**Your goal**
The listing below must be duplicated in full, with nothing altered.
==*==
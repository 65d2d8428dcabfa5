//! Structured log entries emitted alongside protocol events.

use chrono::{DateTime, Utc};
use serde::{Deserialize, Serialize};
use serde_json::Value;

/// One entry on the `log` event channel.
///
/// `log_type` follows a `direction.kind` scheme, e.g. `server.audio` or
/// `client.realtimeInput`.
#[derive(Debug, Clone, PartialEq, Serialize, Deserialize)]
pub struct StreamingLog {
    pub date: DateTime<Utc>,
    #[serde(rename = "type")]
    pub log_type: String,
    pub message: LogMessage,
}

impl StreamingLog {
    pub fn new(log_type: impl Into<String>, message: impl Into<LogMessage>) -> Self {
        Self {
            date: Utc::now(),
            log_type: log_type.into(),
            message: message.into(),
        }
    }
}

/// Either a short description or the full structured payload.
#[derive(Debug, Clone, PartialEq, Serialize, Deserialize)]
#[serde(untagged)]
pub enum LogMessage {
    Text(String),
    Payload(Value),
}

impl LogMessage {
    /// Serialize any payload, falling back to its `Debug` rendering.
    pub fn payload<T: Serialize + std::fmt::Debug>(value: &T) -> Self {
        serde_json::to_value(value)
            .map(Self::Payload)
            .unwrap_or_else(|_| Self::Text(format!("{value:?}")))
    }

    pub fn as_text(&self) -> Option<&str> {
        match self {
            Self::Text(text) => Some(text),
            Self::Payload(_) => None,
        }
    }
}

impl From<&str> for LogMessage {
    fn from(text: &str) -> Self {
        Self::Text(text.to_string())
    }
}

impl From<String> for LogMessage {
    fn from(text: String) -> Self {
        Self::Text(text)
    }
}

impl From<Value> for LogMessage {
    fn from(value: Value) -> Self {
        Self::Payload(value)
    }
}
==*==
**Exercise answer**
repository 65d2d8428dcabfa5
//! Structured log entries emitted alongside protocol events.

use chrono::{DateTime, Utc};
use serde::{Deserialize, Serialize};
use serde_json::Value;

/// One entry on the `log` event channel.
///
/// `log_type` follows a `direction.kind` scheme, e.g. `server.audio` or
/// `client.realtimeInput`.
#[derive(Debug, Clone, PartialEq, Serialize, Deserialize)]
pub struct StreamingLog {
    pub date: DateTime<Utc>,
    #[serde(rename = "type")]
    pub log_type: String,
    pub message: LogMessage,
}

impl StreamingLog {
    pub fn new(log_type: impl Into<String>, message: impl Into<LogMessage>) -> Self {
        Self {
            date: Utc::now(),
            log_type: log_type.into(),
            message: message.into(),
        }
    }
}

/// Either a short description or the full structured payload.
#[derive(Debug, Clone, PartialEq, Serialize, Deserialize)]
#[serde(untagged)]
pub enum LogMessage {
    Text(String),
    Payload(Value),
}

impl LogMessage {
    /// Serialize any payload, falling back to its `Debug` rendering.
    pub fn payload<T: Serialize + std::fmt::Debug>(value: &T) -> Self {
        serde_json::to_value(value)
            .map(Self::Payload)
            .unwrap_or_else(|_| Self::Text(format!("{value:?}")))
    }

    pub fn as_text(&self) -> Option<&str> {
        match self {
            Self::Text(text) => Some(text),
            Self::Payload(_) => None,
        }
    }
}

impl From<&str> for LogMessage {
    fn from(text: &str) -> Self {
        Self::Text(text.to_string())
    }
}

impl From<String> for LogMessage {
    fn from(text: String) -> Self {
        Self::Text(text)
    }
}

impl From<Value> for LogMessage {
    fn from(value: Value) -> Self {
        Self::Payload(value)
    }
}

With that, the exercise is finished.